▶ [EXERCISE OBJECTIVE]
The answer must consist only of the lines from the line with "repository 83b2af61943335e1" to the line with "checked item ids.", both included, exactly as they stand below.

▶ [DATA SUPPLIED]
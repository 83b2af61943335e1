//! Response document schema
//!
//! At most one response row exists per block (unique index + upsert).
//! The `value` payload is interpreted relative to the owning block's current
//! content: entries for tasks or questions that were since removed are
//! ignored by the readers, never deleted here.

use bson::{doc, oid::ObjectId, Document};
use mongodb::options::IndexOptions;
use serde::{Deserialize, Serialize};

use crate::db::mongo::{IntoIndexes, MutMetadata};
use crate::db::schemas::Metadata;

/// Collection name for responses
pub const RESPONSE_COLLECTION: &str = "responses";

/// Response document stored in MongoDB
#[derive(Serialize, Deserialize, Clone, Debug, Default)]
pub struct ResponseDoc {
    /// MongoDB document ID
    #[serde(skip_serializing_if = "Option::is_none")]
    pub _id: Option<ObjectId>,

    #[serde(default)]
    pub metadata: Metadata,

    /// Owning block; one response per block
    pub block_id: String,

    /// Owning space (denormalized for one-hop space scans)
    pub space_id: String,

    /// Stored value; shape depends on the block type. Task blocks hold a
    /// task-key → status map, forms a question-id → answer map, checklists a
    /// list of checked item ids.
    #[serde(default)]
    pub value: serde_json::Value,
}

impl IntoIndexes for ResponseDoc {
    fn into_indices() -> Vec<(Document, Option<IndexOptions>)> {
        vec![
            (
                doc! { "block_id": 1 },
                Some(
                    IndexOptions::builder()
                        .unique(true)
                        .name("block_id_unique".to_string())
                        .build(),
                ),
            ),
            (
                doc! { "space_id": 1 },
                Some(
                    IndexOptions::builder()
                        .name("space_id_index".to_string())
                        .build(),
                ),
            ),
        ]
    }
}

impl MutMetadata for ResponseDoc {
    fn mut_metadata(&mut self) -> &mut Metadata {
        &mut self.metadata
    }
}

---

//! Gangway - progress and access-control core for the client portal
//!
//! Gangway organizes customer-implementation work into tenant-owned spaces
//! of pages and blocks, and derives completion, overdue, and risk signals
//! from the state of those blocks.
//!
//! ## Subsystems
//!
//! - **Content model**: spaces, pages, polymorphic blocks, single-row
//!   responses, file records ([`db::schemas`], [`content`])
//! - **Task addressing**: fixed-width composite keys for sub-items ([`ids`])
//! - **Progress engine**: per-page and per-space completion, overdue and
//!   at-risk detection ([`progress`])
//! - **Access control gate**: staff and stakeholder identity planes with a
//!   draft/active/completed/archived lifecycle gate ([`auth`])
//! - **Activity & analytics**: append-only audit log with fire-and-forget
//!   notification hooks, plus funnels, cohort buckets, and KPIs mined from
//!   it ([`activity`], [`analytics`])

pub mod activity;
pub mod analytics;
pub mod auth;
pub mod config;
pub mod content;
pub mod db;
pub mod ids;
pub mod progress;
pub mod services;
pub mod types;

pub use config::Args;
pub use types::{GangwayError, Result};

▶ [RESULT]
repository 83b2af61943335e1
//! Response document schema
//!
//! At most one response row exists per block (unique index + upsert).
//! The `value` payload is interpreted relative to the owning block's current
//! content: entries for tasks or questions that were since removed are
//! ignored by the readers, never deleted here.

use bson::{doc, oid::ObjectId, Document};
use mongodb::options::IndexOptions;
use serde::{Deserialize, Serialize};

use crate::db::mongo::{IntoIndexes, MutMetadata};
use crate::db::schemas::Metadata;

/// Collection name for responses
pub const RESPONSE_COLLECTION: &str = "responses";

/// Response document stored in MongoDB
#[derive(Serialize, Deserialize, Clone, Debug, Default)]
pub struct ResponseDoc {
    /// MongoDB document ID
    #[serde(skip_serializing_if = "Option::is_none")]
    pub _id: Option<ObjectId>,

    #[serde(default)]
    pub metadata: Metadata,

    /// Owning block; one response per block
    pub block_id: String,

    /// Owning space (denormalized for one-hop space scans)
    pub space_id: String,

    /// Stored value; shape depends on the block type. Task blocks hold a
    /// task-key → status map, forms a question-id → answer map, checklists a
    /// list of checked item ids.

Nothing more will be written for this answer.